Next, a method of the AI agent 100 for performing at least one task in accordance with one example embodiment of the present disclosure is explained in more detail by referring to FIG. 2 below.

FIG. 2 is a flow chart schematically illustrating the method for performing at least one task by the AI agent 100 according to the FLARE model including the multi-modal planning module 200 and the environment-adaptive replanning module 300 in accordance with one example embodiment of the present disclosure.

By referring to FIG. 2, at a step of S201, in response to acquiring current natural language instructing data to be used for performing a current task, the AI agent 100 may (i) collect current surrounding image data from a surrounding area thereof and (ii) instruct the multi-modal planning module 200 to (ii_1) select z training data from a plurality of training data stored in a training data set, (ii_2) calculate degrees of similarity between each of the selected z training data and a current pair comprised of the current natural language instructing data and the current surrounding image data, (ii_3) determine k training data having TOP k degrees of similarity to the current pair among the selected z training data, and (ii_4) acquire k natural language instructing data for training included in the k training data.

Herein, each of the training data includes each of natural language instructing data for training and each of surrounding image data for training. Further, the z is an interger greater than or equal to 1 and the k is an integer greater than or equal to 1 and less than or equal to the z.

In order to explain the step of S201 in more detail, FIG. 3 can be referred to.

FIG. 3 is a drawing schematically illustrating a whole configuration of the FLARE model including the multi-modal planning module 200 and the environment-adaptive replanning module 300 in accordance with one example embodiment of the present disclosure.

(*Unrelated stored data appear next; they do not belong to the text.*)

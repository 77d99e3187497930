mod task_manager;
mod worker;

use std::sync::Arc;

use tokio::sync::Mutex;
use tokio::task::JoinHandle;
use tracing::info;

pub use task_manager::{validate_source_url, TaskManager};
pub use worker::DownloadWorker;

use super::sweeper::CleanupSweeper;

/// Owns the background loops: exactly one download worker and one sweeper.
#[derive(Default)]
pub struct TaskScheduler {
    workers: Mutex<Vec<JoinHandle<()>>>,
}

impl TaskScheduler {
    pub fn new() -> Self {
        Self::default()
    }

    pub async fn spawn_worker(&self, worker: DownloadWorker) {
        let handle = tokio::spawn(async move {
            worker.run().await;
        });
        self.workers.lock().await.push(handle);
    }

    pub async fn spawn_sweeper(&self, sweeper: Arc<CleanupSweeper>) {
        let handle = tokio::spawn(async move {
            sweeper.run().await;
        });
        self.workers.lock().await.push(handle);
    }

    pub async fn shutdown(&self) {
        let mut workers = self.workers.lock().await;
        info!("Stopping {} background loops", workers.len());
        for handle in workers.drain(..) {
            handle.abort();
        }
    }
}
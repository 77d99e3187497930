use std::process::Stdio;
use std::time::Duration;

use async_trait::async_trait;
use tokio::process::Command;
use tracing::{debug, warn};

use super::{ToolCommand, ToolOutput, ToolRunner};
use crate::error::ToolError;

/// Runs tools as real child processes.
pub struct CommandRunner {
    timeout: Option<Duration>,
}

impl CommandRunner {
    pub fn new(timeout: Option<Duration>) -> Self {
        Self { timeout }
    }
}

#[async_trait]
impl ToolRunner for CommandRunner {
    async fn run(&self, command: &ToolCommand) -> Result<ToolOutput, ToolError> {
        debug!("Running {}", command);

        // kill_on_drop reaps the child when the timeout drops the future
        let child = Command::new(&command.program)
            .args(&command.args)
            .stdin(Stdio::null())
            .stdout(Stdio::piped())
            .stderr(Stdio::piped())
            .kill_on_drop(true)
            .spawn()
            .map_err(|source| ToolError::Spawn {
                program: command.program.clone(),
                source,
            })?;

        let output = match self.timeout {
            Some(timeout) => match tokio::time::timeout(timeout, child.wait_with_output()).await {
                Ok(output) => output,
                Err(_) => {
                    warn!("{} timed out after {}s", command.program, timeout.as_secs());
                    return Err(ToolError::TimedOut {
                        program: command.program.clone(),
                        timeout,
                    });
                }
            },
            None => child.wait_with_output().await,
        }
        .map_err(|source| ToolError::Spawn {
            program: command.program.clone(),
            source,
        })?;

        Ok(ToolOutput {
            exit_code: output.status.code(),
            stdout: output.stdout,
            stderr: output.stderr,
        })
    }
}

By referring to FIG. 3, the AI agent 100 may collect current surrounding image data 11 from a surrounding area in response to acquiring current natural language instructing data 10 (e.g., “Put a cooked slice of potato in the fridge”) to be used for performing a current task. Herein, the current surrounding image data 11 may be illustrated as a total of four sheets (e.g., a front view image data, a left view image data, a rear view image data, and a right view image data), but the scope of the present disclosure is not limited thereto. And then, in response to acquiring the current natural language instructing data 10 and the current surrounding image data 11, the AI agent 100 instructs the multi-modal planning module 200 to select z training data 12 (e.g., few data corresponding to about 0.5% of all training data) from all the training data stored in the training data set and calculate degrees of similarity between each of the selected z training data and the current pair comprised of the current natural language instructing data 10 and the current surrounding image data 11. Herein, in order to explain the method of calculating the degrees of similarity between each of the selected z training data and the current pair in more detail, FIG. 4 can be referred to.

FIG. 4 is a drawing schematically illustrating a detailed configuration of the multi-modal planning module 200, and processes of generating an initial action plan 20 including a plurality of sub-goals to be used for performing a current task.

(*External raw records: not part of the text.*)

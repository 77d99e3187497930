#![allow(clippy::uninlined_format_args)]

use std::sync::Arc;

use anyhow::Result;
use clip_rs::{
    config::Config, init_env, schedule::TaskScheduler, tools::CommandRunner, utils::logger,
    AppContext,
};
use tracing::{error, info};

#[tokio::main]
async fn main() -> Result<()> {
    // 加载环境变量并创建目录
    init_env()?;
    let config = Config::from_env()?;

    // 初始化日志系统
    let _guard = logger::init(&config.log_dir)?;
    info!("Starting Audio Clip service ({})...", env!("GIT_HASH"));
    info!(
        "Scratch dir: {}, retention: {}s, sweep interval: {}s",
        config.scratch_dir.display(),
        config.retention.as_secs(),
        config.sweep_interval.as_secs()
    );

    // 初始化外部工具
    let runner = Arc::new(CommandRunner::new(config.tool_timeout));
    let addr = config.bind_addr;

    // 创建应用上下文
    let (ctx, worker) = AppContext::build(config, runner);

    // 启动下载 worker 和清理任务
    info!("Initializing Scheduler...");
    let scheduler = TaskScheduler::new();
    scheduler.spawn_worker(worker).await;
    scheduler.spawn_sweeper(ctx.sweeper.clone()).await;

    // 启动 HTTP 服务器
    info!("Starting HTTP server at http://{}", addr);
    let shutdown = async {
        if let Err(e) = tokio::signal::ctrl_c().await {
            error!("Failed to listen for shutdown signal: {}", e);
        }
    };
    let result = clip_rs::web::start_server(ctx, addr, shutdown).await;

    // 优雅关闭
    info!("Shutting down...");
    scheduler.shutdown().await;

    match result {
        Ok(()) => {
            info!("Server stopped gracefully");
            Ok(())
        }
        Err(e) => {
            error!("Server error: {}", e);
            Err(e)
        }
    }
}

By referring to FIG. 4, the AI agent 100 may instruct the multi-modal planning module 200 to perform text embedding on the current natural language instructing data 10 and each of z natural language instructing data for training included in each of the z training data 12 by using a text encoder, thereby generating embedded current natural language instructing data and each of embedded z natural language instructing data for training.

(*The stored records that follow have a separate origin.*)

use std::sync::Arc;

use axum::{
    body::Body,
    http::header,
    response::{IntoResponse, Response},
    Router,
};
use tokio_util::io::ReaderStream;
use tower_http::trace::TraceLayer;

use crate::audio::clip::ArtifactFile;
use crate::AppContext;

pub mod process;
pub mod system;
pub mod tasks;


pub fn router(ctx: Arc<AppContext>) -> Router {
    let cors = super::cors_layer(&ctx.config.cors_origins);

    Router::new()
        .merge(tasks::task_router(ctx.clone()))
        .merge(process::process_router(ctx.clone()))
        .merge(system::system_router(ctx))
        .layer(cors)
        .layer(TraceLayer::new_for_http())
}

/// Streams an opened artifact as a download.
pub(crate) fn file_response(artifact: ArtifactFile) -> Response {
    let headers = [
        (header::CONTENT_TYPE, artifact.format.media_type().to_string()),
        (header::CONTENT_LENGTH, artifact.len.to_string()),
        (
            header::CONTENT_DISPOSITION,
            format!("attachment; filename=\"{}\"", artifact.filename),
        ),
    ];
    let body = Body::from_stream(ReaderStream::new(artifact.file));
    (headers, body).into_response()
}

As one example, the multi-modal planning module 200 may select multiple pieces of 1_st text data from the current natural language instructing data 10 (e.g., “Put a cooked slice of potato in the fridge”) and perform text embedding on the multiple pieces of 1_st text data within a 1_st vector space, by using the text encoder, thereby generating the embedded current natural language instructing data. Similarly, the multi-modal planning module 200 may select multiple pieces of 2_nd text data from each of the z natural language instructing data for training and perform text embedding on the multiple pieces of 2_nd text data within the 1_st vector space, by using the text encoder, thereby generating each of the embedded z natural language instructing data for training. Then, the multi-modal planning module 200 may calculate 1_st degrees of cosine similarity between the embedded current natural language instructing data and each of the embedded z natural language instructing data for training. Herein, the 1_st degrees of cosine similarity S_l can be defined as follows:

S l = { s l , 1 , s l , 2 , ⋯ ⁢ s l , N }

Herein, S_l,j may denote degrees of cosine similarity between the current task and a task for training of an i_th training data set, and the i is an integer of from 1 to the N. Meanwhile, since a method of calculating the degrees of cosine similarity between two text embedding vectors (i.e., two different embedded text data) is well known to those skilled in the art, explanation thereon will be omitted.

As another example, the multi-modal planning module 200 may select multiple pieces of 1_st image data from the current surrounding image data 11 and perform image embedding on the multiple pieces of 1_st image data within a 2_nd vector space, by using the image encoder, thereby generating the embedded current surrounding image data. Similarly, the multi-modal planning module 200 may select multiple pieces of 2_nd image data from each of the z surrounding image data for training and perform image embedding on the multiple pieces of 2_nd image data within the 2_nd vector space, by using the image encoder, thereby generating each of the embedded z surrounding image data for training. Then, the multi-modal planning module 200 may calculate 2_nd degrees of cosine similarity between the embedded current surrounding image data and each of the embedded z surrounding image data for training. Herein, the 2_nd degrees of cosine similarity S_e can be defined as follows:

S e = { s e , 1 , s e , 2 , ⋯ ⁢ s e , N }

Herein, S_e,i may denote degrees of cosine similarity between the current task and the task for training of the i_th training data set, and the i is an integer of from 1 to the N. Meanwhile, since a method of calculating the degrees of cosine similarity between two image embedding vectors (i.e., two different embedded image data) is also well known to those skilled in the art, explanation thereon will be omitted.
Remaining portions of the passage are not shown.